The Lycée Konan de Touraine-France (フランス甲南学園トゥレーヌ, Furansu Kōnan Gakuen Turēnu), previously the Lycée-Collège Konan de Touraine (トゥレーヌ甲南学園高等部・中等部, Turēnu Kōnan Gakuen Kōtōbu Chūtōbu), was a Japanese international high school located in Saint-Cyr-sur-Loire, France, near Tours.

The school, in the Bechellerie neighbourhood, was dependent on the Konan Foundation (甲南学園 Konan Gakuen), which operates Konan University, and therefore was an overseas branch of a Japanese private school, or a Shiritsu zaigai kyoiku shisetsu (私立在外教育施設). The school, which had both junior high school and senior high school departments, had over 600 students. The 5000 sqm school building was located on a 12000 sqm plot of land. The school also maintained an 800 sqm dojo.

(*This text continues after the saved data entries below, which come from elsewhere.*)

//! # Biome Classification
//!
//! Determines the biome of a land cell from its climate.
//!
//! The table is indexed by temperature band (rows) and precipitation band
//! (columns). Values outside the physical range are clamped to the edge
//! bands first.
//!
//! ```text
//!              0-100cm    100-200cm   200-300cm   300-400cm
//! -10..-2 °C   Tundra     Tundra      SnowyTaiga  SnowyTaiga
//!  -2.. 6 °C   Plains     Taiga       Taiga       Taiga
//!   6..14 °C   Plains     Plains      Forest      Swamp
//!  14..22 °C   Savanna    Plains      Forest      Swamp
//!  22..30 °C   Desert     Savanna     Jungle      Jungle
//! ```

use stratum_core::Biome;

/// Lowest temperature in °C.
pub const MIN_TEMPERATURE: f32 = -10.0;
/// Highest temperature in °C.
pub const MAX_TEMPERATURE: f32 = 30.0;
/// Lowest precipitation in cm.
pub const MIN_PRECIPITATION: f32 = 0.0;
/// Highest precipitation in cm.
pub const MAX_PRECIPITATION: f32 = 400.0;

const TEMPERATURE_BANDS: usize = 5;
const PRECIPITATION_BANDS: usize = 4;

const TABLE: [[Biome; PRECIPITATION_BANDS]; TEMPERATURE_BANDS] = [
    [Biome::Tundra, Biome::Tundra, Biome::SnowyTaiga, Biome::SnowyTaiga],
    [Biome::Plains, Biome::Taiga, Biome::Taiga, Biome::Taiga],
    [Biome::Plains, Biome::Plains, Biome::Forest, Biome::Swamp],
    [Biome::Savanna, Biome::Plains, Biome::Forest, Biome::Swamp],
    [Biome::Desert, Biome::Savanna, Biome::Jungle, Biome::Jungle],
];

/// Result of a table lookup.
#[derive(Clone, Copy, Debug, PartialEq)]
pub struct BiomeSample {
    /// Table entry.
    pub biome: Biome,
    /// 1 at the center of the climate cell, 0 on a boundary with another band.
    pub intensity: f32,
}

/// Position of a value on one table axis.
struct Band {
    index: usize,
    /// Distance to the nearest interior boundary, 1 = band center.
    closeness: f32,
}

/// Maps `value` into one of `bands` equal bands over `[min, max]`.
///
/// Outer edges of the first and last band are not boundaries: nothing lies
/// beyond them, so those bands stay at full intensity towards the edge.
fn band(value: f32, min: f32, max: f32, bands: usize) -> Band {
    let clamped = value.clamp(min, max);
    let scaled = (clamped - min) / (max - min) * bands as f32;
    let index = (scaled as usize).min(bands - 1);
    let within = scaled - index as f32;

    let to_west = if index == 0 { 1.0 } else { within * 2.0 };
    let to_east = if index == bands - 1 { 1.0 } else { (1.0 - within) * 2.0 };

    Band {
        index,
        closeness: to_west.min(to_east).clamp(0.0, 1.0),
    }
}

/// Biome lookup table.
///
/// Stateless; the climate layer calls [`BiomeTable::classify`] per cell.
#[derive(Clone, Copy, Debug, Default)]
pub struct BiomeTable;

impl BiomeTable {
    /// Looks up the biome for a land cell.
    #[must_use]
    pub fn classify(temperature: f32, precipitation: f32) -> BiomeSample {
        let t = band(temperature, MIN_TEMPERATURE, MAX_TEMPERATURE, TEMPERATURE_BANDS);
        let p = band(
            precipitation,
            MIN_PRECIPITATION,
            MAX_PRECIPITATION,
            PRECIPITATION_BANDS,
        );
        BiomeSample {
            biome: TABLE[t.index][p.index],
            intensity: t.closeness.min(p.closeness),
        }
    }

    /// Biome for an ocean cell.
    #[must_use]
    pub fn ocean(temperature: f32) -> Biome {
        if temperature < 0.0 {
            Biome::FrozenOcean
        } else {
            Biome::Ocean
        }
    }

    /// Biome for a river cell.
    #[must_use]
    pub fn river(temperature: f32) -> Biome {
        if temperature < 0.0 {
            Biome::FrozenRiver
        } else {
            Biome::River
        }
    }
}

During the school's existence, some students were from Japanese families living in Paris. At the time of closing the school's director was Osamu Yokoyama (横山 理 Yokoyama Osamu). As of 2012 the school's operating budget exceeded 3 million euros annually.

==History==
The school opened in 1991. Yokoyama said that the school was created to accommodate children of Japanese business executives stationed in Europe. Yokoyama said that the president of the Konan Foundation chose to station the school in France because he wanted to give the students the dream as taught by Descartes and because he was a Francophile. As of 1991 the school had 240 Japanese students. In its English classes and extracurricular classes such as music and sports, the school also served 320 French students, and the Japanese and French students intermingled in these special classes.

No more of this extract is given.